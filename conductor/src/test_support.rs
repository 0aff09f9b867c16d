//! Test-only helpers: task builders, scripted capabilities and temp git repos.

use std::collections::{BTreeSet, HashMap, VecDeque};
use std::fs;
use std::path::{Path, PathBuf};
use std::process::Command;
use std::sync::Mutex;
use std::time::Duration;

use anyhow::{Context, Result, anyhow};
use chrono::{DateTime, TimeZone, Utc};
use tempfile::TempDir;

use crate::core::types::{Task, TaskStatus};
use crate::io::executor::{ExecRequest, ExecResult, Executor};
use crate::io::resolver::ConflictResolver;

/// Fixed timestamp used by builders so ordering tests are deterministic.
pub fn fixed_time() -> DateTime<Utc> {
    Utc.with_ymd_and_hms(2025, 1, 1, 0, 0, 0)
        .single()
        .unwrap_or_default()
}

/// Start building a deterministic task in spec `SPEC-1`.
pub fn task(id: &str, priority: u8) -> TaskBuilder {
    TaskBuilder {
        task: Task {
            id: id.to_string(),
            spec_id: "SPEC-1".to_string(),
            title: format!("{id} title"),
            description: String::new(),
            status: TaskStatus::Todo,
            priority,
            dependencies: BTreeSet::new(),
            assignee: None,
            worktree: None,
            iteration: 0,
            completion_spec: None,
            failure: None,
            merge_failure: None,
            created_at: fixed_time(),
            updated_at: fixed_time(),
            seq: 0,
        },
    }
}

pub struct TaskBuilder {
    task: Task,
}

impl TaskBuilder {
    pub fn depends_on(mut self, deps: &[&str]) -> Self {
        self.task.dependencies = deps.iter().map(|d| d.to_string()).collect();
        self
    }

    pub fn status(mut self, status: TaskStatus) -> Self {
        self.task.status = status;
        self
    }

    pub fn seq(mut self, seq: i64) -> Self {
        self.task.seq = seq;
        self
    }

    pub fn build(self) -> Task {
        self.task
    }
}

/// One scripted executor response.
#[derive(Debug, Clone)]
pub struct ScriptedReply {
    output: String,
    exit_code: Option<i32>,
    timed_out: bool,
    error: Option<String>,
    writes: Vec<(String, String)>,
}

impl ScriptedReply {
    pub fn exit_code(mut self, code: i32) -> Self {
        self.exit_code = Some(code);
        self
    }

    pub fn timed_out(mut self) -> Self {
        self.timed_out = true;
        self.exit_code = None;
        self
    }

    /// Write `content` to `path` (relative to the request workdir) when replayed.
    pub fn writes(mut self, path: &str, content: &str) -> Self {
        self.writes.push((path.to_string(), content.to_string()));
        self
    }

    fn replay(&self, request: &ExecRequest) -> Result<ExecResult> {
        if let Some(message) = &self.error {
            return Err(anyhow!(message.clone()));
        }
        for (rel, content) in &self.writes {
            let path = request.workdir.join(rel);
            if let Some(parent) = path.parent() {
                fs::create_dir_all(parent)?;
            }
            fs::write(&path, content).with_context(|| format!("write {}", path.display()))?;
        }
        Ok(ExecResult {
            output: self.output.clone(),
            exit_code: self.exit_code,
            timed_out: self.timed_out,
            duration: Duration::from_millis(1),
        })
    }
}

type Responder = Box<dyn Fn(&ExecRequest) -> ScriptedReply + Send + Sync>;

/// Executor that replays queued replies in order, recording every request.
pub struct ScriptedExecutor {
    replies: Mutex<VecDeque<ScriptedReply>>,
    responder: Option<Responder>,
    requests: Mutex<Vec<ExecRequest>>,
    released: Mutex<Vec<PathBuf>>,
}

impl ScriptedExecutor {
    pub fn new(replies: Vec<ScriptedReply>) -> Self {
        Self {
            replies: Mutex::new(replies.into()),
            responder: None,
            requests: Mutex::new(Vec::new()),
            released: Mutex::new(Vec::new()),
        }
    }

    /// Answer every request by calling `f`; for concurrent tests where queue
    /// order is not deterministic.
    pub fn from_fn(f: impl Fn(&ExecRequest) -> ScriptedReply + Send + Sync + 'static) -> Self {
        Self {
            responder: Some(Box::new(f)),
            ..Self::new(Vec::new())
        }
    }

    /// A successful run printing `output`.
    pub fn reply(output: &str) -> ScriptedReply {
        ScriptedReply {
            output: output.to_string(),
            exit_code: Some(0),
            timed_out: false,
            error: None,
            writes: Vec::new(),
        }
    }

    /// A run that could not be started at all.
    pub fn error(message: &str) -> ScriptedReply {
        ScriptedReply {
            error: Some(message.to_string()),
            ..Self::reply("")
        }
    }

    pub fn requests(&self) -> Vec<ExecRequest> {
        self.requests.lock().map(|r| r.clone()).unwrap_or_default()
    }

    pub fn released(&self) -> Vec<PathBuf> {
        self.released.lock().map(|r| r.clone()).unwrap_or_default()
    }
}

impl Executor for ScriptedExecutor {
    fn exec(&self, request: &ExecRequest) -> Result<ExecResult> {
        self.requests
            .lock()
            .map_err(|_| anyhow!("requests lock poisoned"))?
            .push(request.clone());
        if let Some(responder) = &self.responder {
            return responder(request).replay(request);
        }
        let reply = self
            .replies
            .lock()
            .map_err(|_| anyhow!("replies lock poisoned"))?
            .pop_front()
            .ok_or_else(|| anyhow!("scripted executor has no replies left"))?;
        reply.replay(request)
    }

    fn release(&self, workdir: &Path) -> Result<()> {
        self.released
            .lock()
            .map_err(|_| anyhow!("released lock poisoned"))?
            .push(workdir.to_path_buf());
        Ok(())
    }
}

/// Resolver with canned answers per path. Unknown paths are errors.
#[derive(Default)]
pub struct ScriptedResolver {
    resolutions: HashMap<String, String>,
    regenerations: HashMap<String, String>,
    calls: Mutex<Vec<String>>,
}

impl ScriptedResolver {
    pub fn new() -> Self {
        Self::default()
    }

    pub fn resolves(mut self, path: &str, content: &str) -> Self {
        self.resolutions.insert(path.to_string(), content.to_string());
        self
    }

    pub fn regenerates(mut self, path: &str, content: &str) -> Self {
        self.regenerations
            .insert(path.to_string(), content.to_string());
        self
    }

    /// Calls in order, as `resolve:<path>` or `regenerate:<path>`.
    pub fn calls(&self) -> Vec<String> {
        self.calls.lock().map(|c| c.clone()).unwrap_or_default()
    }

    fn record(&self, call: String) {
        if let Ok(mut calls) = self.calls.lock() {
            calls.push(call);
        }
    }
}

impl ConflictResolver for ScriptedResolver {
    fn resolve(&self, path: &str, _conflicted: &str) -> Result<String> {
        self.record(format!("resolve:{path}"));
        self.resolutions
            .get(path)
            .cloned()
            .ok_or_else(|| anyhow!("no scripted resolution for {path}"))
    }

    fn regenerate(&self, path: &str, _ours: &str, _theirs: &str) -> Result<String> {
        self.record(format!("regenerate:{path}"));
        self.regenerations
            .get(path)
            .cloned()
            .ok_or_else(|| anyhow!("no scripted regeneration for {path}"))
    }
}

/// Temporary git repository with one commit on `main`.
pub struct TestRepo {
    dir: TempDir,
}

impl TestRepo {
    pub fn new() -> Result<Self> {
        let dir = tempfile::tempdir().context("create temp repo dir")?;
        let repo = Self { dir };
        repo.git(&["init", "-q"])?;
        repo.git(&["symbolic-ref", "HEAD", "refs/heads/main"])?;
        repo.git(&["config", "user.name", "Conductor Test"])?;
        repo.git(&["config", "user.email", "conductor@example.com"])?;
        repo.git(&["config", "commit.gpgsign", "false"])?;
        repo.write("README.md", "# test repo\n")?;
        repo.commit_all("initial commit")?;
        Ok(repo)
    }

    pub fn path(&self) -> &Path {
        self.dir.path()
    }

    pub fn write(&self, rel: &str, content: &str) -> Result<()> {
        let path = self.path().join(rel);
        if let Some(parent) = path.parent() {
            fs::create_dir_all(parent)?;
        }
        fs::write(&path, content).with_context(|| format!("write {}", path.display()))
    }

    pub fn read(&self, rel: &str) -> Result<String> {
        let path = self.path().join(rel);
        fs::read_to_string(&path).with_context(|| format!("read {}", path.display()))
    }

    pub fn commit_all(&self, message: &str) -> Result<()> {
        self.git(&["add", "-A"])?;
        self.git(&["commit", "-q", "-m", message])?;
        Ok(())
    }

    /// Run git in the repo and return stdout.
    pub fn git(&self, args: &[&str]) -> Result<String> {
        let output = Command::new("git")
            .args(args)
            .current_dir(self.path())
            .output()
            .with_context(|| format!("spawn git {}", args.join(" ")))?;
        if !output.status.success() {
            return Err(anyhow!(
                "git {} failed: {}",
                args.join(" "),
                String::from_utf8_lossy(&output.stderr).trim()
            ));
        }
        Ok(String::from_utf8_lossy(&output.stdout).into_owned())
    }
}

THE PROBLEM: Output only the count of lines in the data containing "lock".

ANSWER TO THE PROBLEM: 10